→ To do
Without changing a single word, restate the entries below.

--- START ---

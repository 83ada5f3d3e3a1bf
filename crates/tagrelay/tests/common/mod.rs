#![allow(dead_code)]

use std::sync::mpsc;
use std::time::Duration;

use tagrelay::{Endpoint, EndpointOptions, Listener, Worker, WorkerConfig};
use tagrelay_module::LoopbackFabric;
use tracing_subscriber::EnvFilter;

pub const DEADLINE: Duration = Duration::from_secs(10);

pub fn init_tracing() {
    let _ = tracing_subscriber::fmt()
        .with_env_filter(EnvFilter::from_default_env())
        .with_test_writer()
        .try_init();
}

pub fn worker(fabric: &LoopbackFabric) -> Worker {
    let w = Worker::with_config(fabric, WorkerConfig::new()).expect("create worker");
    w.start_progress().expect("start progress");
    w
}

/// A server and a client connected through a listener.
pub struct Pair {
    pub client_ep: Endpoint,
    pub server_ep: Endpoint,
    pub listener: Listener,
    pub client: Worker,
    pub server: Worker,
    pub fabric: LoopbackFabric,
}

pub fn connect_pair(server_opts: EndpointOptions, client_opts: EndpointOptions) -> Pair {
    let fabric = LoopbackFabric::new();
    let server = worker(&fabric);
    let client = worker(&fabric);

    let (tx, rx) = mpsc::channel();
    let listener = server
        .create_listener(0, move |req| {
            let ep = req.accept(server_opts).expect("accept");
            let _ = tx.send(ep);
        })
        .expect("listen");

    let client_ep = client.create_endpoint(listener.address(), client_opts).expect("dial");
    let server_ep = rx.recv_timeout(DEADLINE).expect("listener never accepted");
    Pair { client_ep, server_ep, listener, client, server, fabric }
}

pub fn i64_bytes(values: &[i64]) -> Vec<u8> {
    values.iter().flat_map(|v| v.to_le_bytes()).collect()
}

pub fn bytes_i64(bytes: &[u8]) -> Vec<i64> {
    bytes
        .chunks_exact(8)
        .map(|c| i64::from_le_bytes(c.try_into().unwrap_or([0; 8])))
        .collect()
}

--- END ---

→ Output of the task
repository 83ada5f3d3e3a1bf
filename crates/tagrelay/tests/common/mod.rs
#![allow(dead_code)]

use std::sync::mpsc;
use std::time::Duration;

use tagrelay::{Endpoint, EndpointOptions, Listener, Worker, WorkerConfig};
use tagrelay_module::LoopbackFabric;
use tracing_subscriber::EnvFilter;

pub const DEADLINE: Duration = Duration::from_secs(10);

pub fn init_tracing() {
    let _ = tracing_subscriber::fmt()
        .with_env_filter(EnvFilter::from_default_env())
        .with_test_writer()
        .try_init();
}

pub fn worker(fabric: &LoopbackFabric) -> Worker {
    let w = Worker::with_config(fabric, WorkerConfig::new()).expect("create worker");
    w.start_progress().expect("start progress");
    w
}

/// A server and a client connected through a listener.
pub struct Pair {
    pub client_ep: Endpoint,
    pub server_ep: Endpoint,
    pub listener: Listener,
    pub client: Worker,
    pub server: Worker,
    pub fabric: LoopbackFabric,
}

pub fn connect_pair(server_opts: EndpointOptions, client_opts: EndpointOptions) -> Pair {
    let fabric = LoopbackFabric::new();
    let server = worker(&fabric);
    let client = worker(&fabric);

    let (tx, rx) = mpsc::channel();
    let listener = server
        .create_listener(0, move |req| {
            let ep = req.accept(server_opts).expect("accept");
            let _ = tx.send(ep);
        })
        .expect("listen");

    let client_ep = client.create_endpoint(listener.address(), client_opts).expect("dial");
    let server_ep = rx.recv_timeout(DEADLINE).expect("listener never accepted");
    Pair { client_ep, server_ep, listener, client, server, fabric }
}

pub fn i64_bytes(values: &[i64]) -> Vec<u8> {
    values.iter().flat_map(|v| v.to_le_bytes()).collect()
}

pub fn bytes_i64(bytes: &[u8]) -> Vec<i64> {
    bytes
        .chunks_exact(8)
        .map(|c| i64::from_le_bytes(c.try_into().unwrap_or([0; 8])))
        .collect()
}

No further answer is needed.